[Task to complete] Please take the lines from the one holding "Value::Int(i64::from(i))" through the one holding "fn from(s: &str)" in the data below and copy them exactly.

[Supplied records]
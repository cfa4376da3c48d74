use chrono::{DateTime, SecondsFormat, Utc};
use serde::ser::{SerializeMap, SerializeSeq};
use serde::{Serialize, Serializer};
use std::fmt;

/// A dynamically typed value exposed by a record field.
///
/// Every variant has exactly one canonical string form (its `Display`),
/// which is what filters, sort keys and template cells operate on.
#[derive(Debug, Clone, PartialEq, Default)]
pub enum Value {
    /// Unset optional or nil pointer: present, but empty.
    #[default]
    Null,
    Bool(bool),
    Int(i64),
    Uint(u64),
    Float(f64),
    Str(String),
    Enum(EnumValue),
    Timestamp(DateTime<Utc>),
    List(Vec<Value>),
    Record(Fields),
}

/// Protobuf-style enum value: symbolic name plus wire number.
#[derive(Debug, Clone, Copy, PartialEq, Eq)]
pub struct EnumValue {
    pub name: &'static str,
    pub number: i32,
}

impl Value {
    pub fn is_null(&self) -> bool {
        matches!(self, Value::Null)
    }

    pub fn as_str(&self) -> Option<&str> {
        match self {
            Value::Str(s) => Some(s),
            _ => None,
        }
    }

    /// Truthiness used by `if` actions and the `yesno` function.
    pub fn is_truthy(&self) -> bool {
        match self {
            Value::Null => false,
            Value::Bool(b) => *b,
            Value::Int(i) => *i != 0,
            Value::Uint(u) => *u != 0,
            Value::Float(f) => *f != 0.0,
            Value::Str(s) => !s.is_empty() && s != "false",
            Value::Enum(e) => e.number != 0,
            Value::Timestamp(_) => true,
            Value::List(items) => !items.is_empty(),
            Value::Record(fields) => !fields.is_empty(),
        }
    }

    /// Numeric view of integer and float variants.
    pub fn as_f64(&self) -> Option<f64> {
        match self {
            Value::Int(i) => Some(*i as f64),
            Value::Uint(u) => Some(*u as f64),
            Value::Float(f) => Some(*f),
            Value::Str(s) => s.trim().parse::<f64>().ok().filter(|f| f.is_finite()),
            _ => None,
        }
    }

    /// Timestamp view; RFC 3339 strings are accepted as well.
    pub fn as_timestamp(&self) -> Option<DateTime<Utc>> {
        match self {
            Value::Timestamp(ts) => Some(*ts),
            Value::Str(s) => DateTime::parse_from_rfc3339(s)
                .ok()
                .map(|dt| dt.with_timezone(&Utc)),
            _ => None,
        }
    }

    pub fn type_name(&self) -> &'static str {
        match self {
            Value::Null => "null",
            Value::Bool(_) => "bool",
            Value::Int(_) | Value::Uint(_) => "integer",
            Value::Float(_) => "float",
            Value::Str(_) => "string",
            Value::Enum(_) => "enum",
            Value::Timestamp(_) => "timestamp",
            Value::List(_) => "list",
            Value::Record(_) => "record",
        }
    }
}

impl fmt::Display for Value {
    fn fmt(&self, f: &mut fmt::Formatter<'_>) -> fmt::Result {
        match self {
            Value::Null => Ok(()),
            Value::Bool(b) => write!(f, "{}", b),
            Value::Int(i) => write!(f, "{}", i),
            Value::Uint(u) => write!(f, "{}", u),
            Value::Float(x) => write!(f, "{}", x),
            Value::Str(s) => f.write_str(s),
            Value::Enum(e) => f.write_str(e.name),
            Value::Timestamp(ts) => f.write_str(&ts.to_rfc3339_opts(SecondsFormat::Secs, true)),
            Value::List(items) => {
                f.write_str("[")?;
                for (i, item) in items.iter().enumerate() {
                    if i > 0 {
                        f.write_str(" ")?;
                    }
                    write!(f, "{}", item)?;
                }
                f.write_str("]")
            }
            Value::Record(fields) => {
                f.write_str("{")?;
                for (i, (name, value)) in fields.iter().enumerate() {
                    if i > 0 {
                        f.write_str(" ")?;
                    }
                    write!(f, "{}:{}", name, value)?;
                }
                f.write_str("}")
            }
        }
    }
}

impl Serialize for Value {
    fn serialize<S: Serializer>(&self, serializer: S) -> Result<S::Ok, S::Error> {
        match self {
            Value::Null => serializer.serialize_unit(),
            Value::Bool(b) => serializer.serialize_bool(*b),
            Value::Int(i) => serializer.serialize_i64(*i),
            Value::Uint(u) => serializer.serialize_u64(*u),
            Value::Float(x) => serializer.serialize_f64(*x),
            Value::Str(s) => serializer.serialize_str(s),
            Value::Enum(e) => serializer.serialize_str(e.name),
            Value::Timestamp(ts) => {
                serializer.serialize_str(&ts.to_rfc3339_opts(SecondsFormat::Secs, true))
            }
            Value::List(items) => {
                let mut seq = serializer.serialize_seq(Some(items.len()))?;
                for item in items {
                    seq.serialize_element(item)?;
                }
                seq.end()
            }
            Value::Record(fields) => fields.serialize(serializer),
        }
    }
}

/// Ordered name → value mapping produced by a record.
///
/// Order is the order fields were added; structured output keeps it.
#[derive(Debug, Clone, PartialEq, Default)]
pub struct Fields {
    entries: Vec<(String, Value)>,
}

impl Fields {
    pub fn new() -> Self {
        Self::default()
    }

    /// Builder-style insert.
    pub fn with(mut self, name: impl Into<String>, value: impl Into<Value>) -> Self {
        self.insert(name, value);
        self
    }

    /// Insert or replace; a replaced field keeps its original position.
    pub fn insert(&mut self, name: impl Into<String>, value: impl Into<Value>) {
        let name = name.into();
        let value = value.into();
        match self.entries.iter_mut().find(|(n, _)| *n == name) {
            Some(slot) => slot.1 = value,
            None => self.entries.push((name, value)),
        }
    }

    pub fn get(&self, name: &str) -> Option<&Value> {
        self.entries
            .iter()
            .find(|(n, _)| n == name)
            .map(|(_, v)| v)
    }

    pub fn get_mut(&mut self, name: &str) -> Option<&mut Value> {
        self.entries
            .iter_mut()
            .find(|(n, _)| n == name)
            .map(|(_, v)| v)
    }

    pub fn contains(&self, name: &str) -> bool {
        self.get(name).is_some()
    }

    pub fn names(&self) -> impl Iterator<Item = &str> {
        self.entries.iter().map(|(n, _)| n.as_str())
    }

    pub fn iter(&self) -> impl Iterator<Item = (&str, &Value)> {
        self.entries.iter().map(|(n, v)| (n.as_str(), v))
    }

    pub fn len(&self) -> usize {
        self.entries.len()
    }

    pub fn is_empty(&self) -> bool {
        self.entries.is_empty()
    }
}

impl Serialize for Fields {
    fn serialize<S: Serializer>(&self, serializer: S) -> Result<S::Ok, S::Error> {
        let mut map = serializer.serialize_map(Some(self.entries.len()))?;
        for (name, value) in &self.entries {
            map.serialize_entry(name, value)?;
        }
        map.end()
    }
}

impl<K: Into<String>, V: Into<Value>> FromIterator<(K, V)> for Fields {
    fn from_iter<I: IntoIterator<Item = (K, V)>>(iter: I) -> Self {
        let mut fields = Fields::new();
        for (k, v) in iter {
            fields.insert(k, v);
        }
        fields
    }
}

impl From<bool> for Value {
    fn from(b: bool) -> Self {
        Value::Bool(b)
    }
}

impl From<i32> for Value {
    fn from(i: i32) -> Self {
        Value::Int(i64::from(i))
    }
}

impl From<i64> for Value {
    fn from(i: i64) -> Self {
        Value::Int(i)
    }
}

impl From<u32> for Value {
    fn from(u: u32) -> Self {
        Value::Uint(u64::from(u))
    }
}

impl From<u64> for Value {
    fn from(u: u64) -> Self {
        Value::Uint(u)
    }
}

impl From<f64> for Value {
    fn from(x: f64) -> Self {
        Value::Float(x)
    }
}

impl From<String> for Value {
    fn from(s: String) -> Self {
        Value::Str(s)
    }
}

impl From<&str> for Value {
    fn from(s: &str) -> Self {
        Value::Str(s.to_string())
    }
}

impl From<DateTime<Utc>> for Value {
    fn from(ts: DateTime<Utc>) -> Self {
        Value::Timestamp(ts)
    }
}

impl From<EnumValue> for Value {
    fn from(e: EnumValue) -> Self {
        Value::Enum(e)
    }
}

impl From<Fields> for Value {
    fn from(fields: Fields) -> Self {
        Value::Record(fields)
    }
}

impl<T: Into<Value>> From<Option<T>> for Value {
    fn from(opt: Option<T>) -> Self {
        opt.map(Into::into).unwrap_or(Value::Null)
    }
}

impl<T: Into<Value>> From<Vec<T>> for Value {
    fn from(items: Vec<T>) -> Self {
        Value::List(items.into_iter().map(Into::into).collect())
    }
}

impl From<serde_json::Value> for Value {
    fn from(json: serde_json::Value) -> Self {
        match json {
            serde_json::Value::Null => Value::Null,
            serde_json::Value::Bool(b) => Value::Bool(b),
            serde_json::Value::Number(n) => {
                if let Some(i) = n.as_i64() {
                    Value::Int(i)
                } else if let Some(u) = n.as_u64() {
                    Value::Uint(u)
                } else {
                    n.as_f64().map(Value::Float).unwrap_or(Value::Null)
                }
            }
            serde_json::Value::String(s) => Value::Str(s),
            serde_json::Value::Array(items) => {
                Value::List(items.into_iter().map(Value::from).collect())
            }
            serde_json::Value::Object(map) => Value::Record(map.into_iter().collect()),
        }
    }
}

[Result of this exercise]
        Value::Int(i64::from(i))
    }
}

impl From<i64> for Value {
    fn from(i: i64) -> Self {
        Value::Int(i)
    }
}

impl From<u32> for Value {
    fn from(u: u32) -> Self {
        Value::Uint(u64::from(u))
    }
}

impl From<u64> for Value {
    fn from(u: u64) -> Self {
        Value::Uint(u)
    }
}

impl From<f64> for Value {
    fn from(x: f64) -> Self {
        Value::Float(x)
    }
}

impl From<String> for Value {
    fn from(s: String) -> Self {
        Value::Str(s)
    }
}

impl From<&str> for Value {
    fn from(s: &str) -> Self {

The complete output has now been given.